Written by Uriel Araujo, PhD, anthropology researcher with a focus on international and ethnic conflicts
The Brazilian Federal Police arrested five officers on November 19. They are accused of having plotted a coup to overthrow the government of then-newly elected President Luis Lula in 2023. Other top military and political figures are being investigated. The co-conspirators allegedly were working with a number of scenarios, which included plans for kidnapping or assassinating President Lula, as well as his Vice President Geraldo Alckmin, the controversial Supreme Court Justice Alexandre de Moraes, and others.

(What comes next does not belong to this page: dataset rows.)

//! The two-variant syncer union
//!
//! A syncer owns one backend node's contribution to a sync session. The
//! variant is chosen exactly once, at construction, by comparing the cookie
//! group's node address against this process's own address; it is never
//! re-derived afterwards.

use confluence_core::{NodeAddress, StreamId, SyncCookie, SyncResult};

use crate::local::LocalSyncer;
use crate::remote::RemoteSyncer;

/// One backend node's syncer within a session.
pub enum Syncer {
    /// Subscribes directly to in-process stream storage.
    Local(LocalSyncer),
    /// Forwards over one multiplexed connection to a remote node.
    Remote(RemoteSyncer),
}

impl Syncer {
    /// The backend node address this syncer is responsible for.
    pub fn address(&self) -> NodeAddress {
        match self {
            Syncer::Local(s) => s.address(),
            Syncer::Remote(s) => s.address(),
        }
    }

    /// Run until the session or this syncer's connection is cancelled.
    pub async fn run(&self) {
        match self {
            Syncer::Local(s) => s.run().await,
            Syncer::Remote(s) => s.run().await,
        }
    }

    /// Subscribe one more stream on this backend.
    pub async fn add_stream(&self, cookie: SyncCookie) -> SyncResult<()> {
        match self {
            Syncer::Local(s) => s.add_stream(cookie).await,
            Syncer::Remote(s) => s.add_stream(cookie).await,
        }
    }

    /// Remove one stream. Returns true when the syncer now tracks no
    /// streams and has stopped.
    pub async fn remove_stream(&self, stream_id: StreamId) -> SyncResult<bool> {
        match self {
            Syncer::Local(s) => s.remove_stream(stream_id).await,
            Syncer::Remote(s) => s.remove_stream(stream_id).await,
        }
    }

    /// Force one stream to report `Down`. Returns true when the syncer now
    /// tracks no streams and has stopped.
    pub async fn debug_drop_stream(&self, stream_id: StreamId) -> SyncResult<bool> {
        match self {
            Syncer::Local(s) => s.debug_drop_stream(stream_id).await,
            Syncer::Remote(s) => s.debug_drop_stream(stream_id).await,
        }
    }
}
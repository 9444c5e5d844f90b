//! # Confluence Core
//!
//! Core types, errors, and collaborator traits for the Confluence stream
//! synchronization layer.
//!
//! This crate provides the vocabulary shared by the sync engine and its
//! collaborators: stream/node identifiers, sync cookies, the wire frame
//! enumeration, the error taxonomy, and the trait seams behind which the
//! stream storage engine, the node directory, and the wire transport live.
//!
//! ## Key Types
//!
//! - [`StreamId`] / [`NodeAddress`]: fixed-size opaque identifiers
//! - [`SyncCookie`]: resumable position marker for one stream
//! - [`SyncFrame`] / [`SyncOp`]: messages exchanged on a sync connection
//! - [`SyncError`]: error taxonomy for the whole sync layer
//! - [`CancelScope`]: cancellation primitive with a recorded cause
//!
//! ## Key Traits
//!
//! - [`StreamServiceClient`]: wire client for one backend node
//! - [`NodeDirectory`]: address -> backend client resolution
//! - [`StreamCache`] / [`StreamHandle`]: local stream storage pub/sub seam

pub mod cancel;
pub mod cookie;
pub mod error;
pub mod frame;
pub mod mock;
pub mod service;
pub mod status;
pub mod stream_id;

// Re-export main types
pub use cancel::*;
pub use cookie::*;
pub use error::*;
pub use frame::*;
pub use service::*;
pub use status::*;
pub use stream_id::*;
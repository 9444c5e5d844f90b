//! Collaborator trait seams
//!
//! The sync engine consumes three external collaborators: the wire client
//! for remote backends, the directory resolving node addresses to clients,
//! and the local stream storage pub/sub surface. All three are traits so
//! the same engine runs against real networking and against the in-memory
//! mocks in [`crate::mock`].

use std::sync::Arc;

use async_trait::async_trait;
use bytes::Bytes;

use crate::cookie::SyncCookie;
use crate::error::SyncResult;
use crate::frame::SyncFrame;
use crate::stream_id::{NodeAddress, StreamId};

/// Receiving half of one multiplexed sync connection.
///
/// Dropping the handle closes the underlying connection.
#[async_trait]
pub trait SyncStreamHandle: Send {
    /// Receive the next frame. `None` means the connection ended, whether
    /// gracefully or not.
    async fn recv(&mut self) -> Option<SyncFrame>;
}

/// Wire client for one backend node's stream service.
#[async_trait]
pub trait StreamServiceClient: Send + Sync {
    /// Open a multiplexed sync connection resuming from the given cookies.
    ///
    /// The first frame on the returned handle is expected to be `New` and
    /// carry the backend-assigned sync id.
    async fn sync_streams(&self, cookies: Vec<SyncCookie>)
    -> SyncResult<Box<dyn SyncStreamHandle>>;

    /// Add one stream to an existing sync connection.
    async fn add_stream_to_sync(&self, sync_id: &str, cookie: SyncCookie) -> SyncResult<()>;

    /// Remove one stream from an existing sync connection.
    async fn remove_stream_from_sync(&self, sync_id: &str, stream_id: StreamId) -> SyncResult<()>;

    /// Liveness probe; the reply arrives as a `Pong` frame on the
    /// connection, not in the unary response.
    async fn ping_sync(&self, sync_id: &str, nonce: &str) -> SyncResult<()>;

    /// Cancel the sync session on the backend.
    async fn cancel_sync(&self, sync_id: &str) -> SyncResult<()>;

    /// Force one stream to report `Down`. Test/operational tooling.
    async fn debug_drop_stream(&self, sync_id: &str, stream_id: StreamId) -> SyncResult<()>;
}

/// Resolves backend node addresses to wire clients.
pub trait NodeDirectory: Send + Sync {
    /// Get a client for the node at `address`, or `Unavailable` if the
    /// node is unknown or unreachable.
    fn client_for_address(&self, address: NodeAddress) -> SyncResult<Arc<dyn StreamServiceClient>>;
}

/// Identity of one registered update listener.
///
/// Issued by [`StreamHandle::subscribe`] and required for unsubscribing;
/// trait objects have no stable identity of their own.
#[derive(Debug, Clone, Copy, PartialEq, Eq, Hash)]
pub struct ListenerId(pub u64);

/// Callback surface the storage layer invokes per stream update.
pub trait UpdateListener: Send + Sync {
    /// Called once per appended update, in append order.
    fn on_update(&self, next_cookie: SyncCookie, payload: Bytes);
}

/// One local stream's pub/sub surface.
#[async_trait]
pub trait StreamHandle: Send + Sync {
    /// The stream this handle refers to.
    fn stream_id(&self) -> StreamId;

    /// Register a listener for updates past the cookie's position.
    async fn subscribe(
        &self,
        cookie: SyncCookie,
        listener: Arc<dyn UpdateListener>,
    ) -> SyncResult<ListenerId>;

    /// Remove a previously registered listener.
    async fn unsubscribe(&self, listener: ListenerId);
}

/// Local stream storage seam.
#[async_trait]
pub trait StreamCache: Send + Sync {
    /// Get a handle for a stream hosted by this node, waiting for it to be
    /// loaded if necessary.
    async fn get_stream_wait_for_local(
        &self,
        stream_id: StreamId,
    ) -> SyncResult<Arc<dyn StreamHandle>>;
}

They were also illegally monitoring and spying on these targets. All the accused have connections to former President Jair President, who is on the record casting doubts about the validity of the 2022 elections (when he ran for reelection and was defeated by Lula da Silva by a tight margin). For years, many different political actors from both the left and the right have questioned the security of Brazil’s electronic voting system, but the topic has now become a political taboo.
Four special operations military men have been arrested (including a retired brigadier general), plus a Federal Police officer. Justice Moraes authorized the arrests, which would be deemed, legally speaking, a very peculiar situation, to say the least, in any legal system in the world (Brazil included). This is so because Moraes himself was also a target and a potential victim of the alleged crimes – and thus it seems only natural that he should not act in any role analogous to that of a Judge Rapporteur in a case which involves himself. And yet he is doing precisely that.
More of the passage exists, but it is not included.